• **Entries provided**:
────
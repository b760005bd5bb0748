use rand::rngs::SmallRng;
use rand::seq::SliceRandom;
use rand::{Rng, SeedableRng};
use tracing::debug;

use crate::card::{Suit, SuitId};
use crate::error::{DealError, UnknownIdentity};

/// The set of distinct suits a deal can draw from.
#[derive(Debug, Clone)]
pub struct SuitPool {
    suits: Vec<Suit>,
}

impl SuitPool {
    /// Build a pool, dropping any suit whose id was already seen.
    pub fn new(suits: impl IntoIterator<Item = Suit>) -> Self {
        let mut unique: Vec<Suit> = Vec::new();
        for suit in suits {
            if unique.iter().any(|s| s.id == suit.id) {
                debug!(id = %suit.id, "Dropping duplicate suit from pool");
                continue;
            }
            unique.push(suit);
        }
        SuitPool { suits: unique }
    }

    /// The built-in pool: 18 suits, enough for a 6x6 board.
    pub fn standard() -> Self {
        Self::new(
            [
                ("anchor", "AN"),
                ("bell", "BE"),
                ("clover", "CL"),
                ("crown", "CR"),
                ("diamond", "DI"),
                ("eagle", "EA"),
                ("flame", "FL"),
                ("gem", "GE"),
                ("heart", "HE"),
                ("key", "KE"),
                ("leaf", "LE"),
                ("moon", "MO"),
                ("orb", "OR"),
                ("pearl", "PE"),
                ("rose", "RO"),
                ("sun", "SU"),
                ("tower", "TO"),
                ("wave", "WA"),
            ]
            .into_iter()
            .map(|(id, symbol)| Suit::new(id, symbol)),
        )
    }

    pub fn len(&self) -> usize {
        self.suits.len()
    }

    pub fn is_empty(&self) -> bool {
        self.suits.is_empty()
    }

    pub fn suits(&self) -> &[Suit] {
        &self.suits
    }

    pub fn lookup(&self, id: &SuitId) -> Result<&Suit, UnknownIdentity> {
        self.suits
            .iter()
            .find(|s| &s.id == id)
            .ok_or_else(|| UnknownIdentity { id: id.clone() })
    }

    /// Produce `total_cards` identities, each chosen suit exactly twice, in
    /// random order.
    pub fn generate_deal<R: Rng + ?Sized>(
        &self,
        total_cards: usize,
        rng: &mut R,
    ) -> Result<Vec<SuitId>, DealError> {
        if total_cards % 2 != 0 {
            return Err(DealError::OddCardCount { cards: total_cards });
        }
        let pairs = total_cards / 2;
        if pairs > self.suits.len() {
            return Err(DealError::InsufficientSuits {
                pairs,
                available: self.suits.len(),
            });
        }

        // Draw without replacement: each pick shrinks the candidate list.
        let mut candidates: Vec<&Suit> = self.suits.iter().collect();
        let mut deal = Vec::with_capacity(total_cards);
        for _ in 0..pairs {
            let picked = candidates.remove(rng.random_range(0..candidates.len()));
            deal.push(picked.id.clone());
            deal.push(picked.id.clone());
        }

        deal.shuffle(rng);
        Ok(deal)
    }

    /// Deal using a generator seeded from OS entropy.
    pub fn deal_random(&self, total_cards: usize) -> Result<Vec<SuitId>, DealError> {
        let mut rng = SmallRng::from_os_rng();
        self.generate_deal(total_cards, &mut rng)
    }

    /// Deal from a specific seed (reproducible games).
    pub fn deal_seeded(&self, total_cards: usize, seed: u64) -> Result<Vec<SuitId>, DealError> {
        let mut rng = SmallRng::seed_from_u64(seed);
        self.generate_deal(total_cards, &mut rng)
    }
}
────
• **Work instructions**: The lines from the one holding "from OS entropy." through the end of the listing above are to be written out exactly, both ends included, and no others.

• **Expected answer**:
    /// Deal using a generator seeded from OS entropy.
    pub fn deal_random(&self, total_cards: usize) -> Result<Vec<SuitId>, DealError> {
        let mut rng = SmallRng::from_os_rng();
        self.generate_deal(total_cards, &mut rng)
    }

    /// Deal from a specific seed (reproducible games).
    pub fn deal_seeded(&self, total_cards: usize, seed: u64) -> Result<Vec<SuitId>, DealError> {
        let mut rng = SmallRng::seed_from_u64(seed);
        self.generate_deal(total_cards, &mut rng)
    }
}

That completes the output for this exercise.